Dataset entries
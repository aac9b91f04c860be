use clap::Args;
use comfy_table::{Table, presets::UTF8_FULL};
use fleet_core::matching::{matcher::Matcher, matching_params::MatchingParams};
use tracing::{info, warn};

use crate::{inputs::Inputs, parsers};

#[derive(Args)]
pub struct MatchArgs {
    /// Order to match
    #[arg(short, long)]
    order: String,

    /// Minimum total score, clamped to [0, 100]
    #[arg(short, long, value_parser = parsers::parse_min_score)]
    min_score: Option<f64>,

    /// Print the outcome as JSON instead of a table
    #[arg(long)]
    json: bool,
}

pub fn run(inputs: &Inputs, args: MatchArgs) -> Result<(), anyhow::Error> {
    let dataset = inputs.dataset();
    let artifacts = inputs.artifacts();
    let params = MatchingParams::default();

    let outcome = Matcher::new(&dataset, &artifacts, &params).find_vehicle_matches(
        &args.order,
        args.min_score.unwrap_or(params.default_min_score),
    );

    if args.json {
        println!("{}", serde_json::to_string_pretty(&outcome)?);
        return Ok(());
    }

    for notice in &outcome.notices {
        warn!("{}", notice);
    }

    let mut table = Table::new();
    table.load_preset(UTF8_FULL).set_header(vec![
        "Vehicle",
        "Type",
        "Location",
        "Capacity (kg)",
        "Score",
        "Proximity",
        "Capacity Fit",
        "Priority",
        "Efficiency",
    ]);

    for vehicle_match in &outcome.matches {
        let breakdown = &vehicle_match.breakdown;
        table.add_row(vec![
            vehicle_match.vehicle.vehicle_id.clone(),
            vehicle_match.vehicle.vehicle_type.clone(),
            vehicle_match.vehicle.current_location.clone(),
            format!("{:.0}", vehicle_match.vehicle.capacity_kg),
            format!("{:.2}", vehicle_match.score),
            format!("{:.1}", breakdown.proximity),
            format!("{:.1}", breakdown.capacity_fit),
            format!("{:.1}", breakdown.priority_alignment),
            format!("{:.1}", breakdown.efficiency),
        ]);
    }

    info!(
        "{} vehicle(s) for order {} at minimum score {:.0}",
        outcome.len(),
        outcome.order_id,
        outcome.min_score
    );
    println!("{table}");

    if let Some(best) = outcome.best_match() {
        println!(
            "Best match: {} ({}) with score {:.2}",
            best.vehicle.vehicle_id, best.vehicle.vehicle_type, best.score
        );
        for note in &best.notes {
            println!("  - {note}");
        }
    }

    Ok(())
}
use std::path::PathBuf;

use thiserror::Error;

#[derive(Debug, Error)]
pub enum LoadError {
    #[error("File not found: {}", .0.display())]
    NotFound(PathBuf),

    #[error("Malformed CSV in table {table}: {source}")]
    Csv {
        table: String,
        #[source]
        source: csv::Error,
    },

    #[error("Table {table} has no column {column}")]
    MissingColumn { table: String, column: String },
}

impl LoadError {
    pub fn csv(table: &str, source: csv::Error) -> Self {
        LoadError::Csv {
            table: table.to_owned(),
            source,
        }
    }
}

● **Problem details**:
For this exercise, please copy exactly the lines from the one holding "pub enum LoadError" through the end of the records, the first and last included.

● **Task solution**:
pub enum LoadError {
    #[error("File not found: {}", .0.display())]
    NotFound(PathBuf),

    #[error("Malformed CSV in table {table}: {source}")]
    Csv {
        table: String,
        #[source]
        source: csv::Error,
    },

    #[error("Table {table} has no column {column}")]
    MissingColumn { table: String, column: String },
}

impl LoadError {
    pub fn csv(table: &str, source: csv::Error) -> Self {
        LoadError::Csv {
            table: table.to_owned(),
            source,
        }
    }
}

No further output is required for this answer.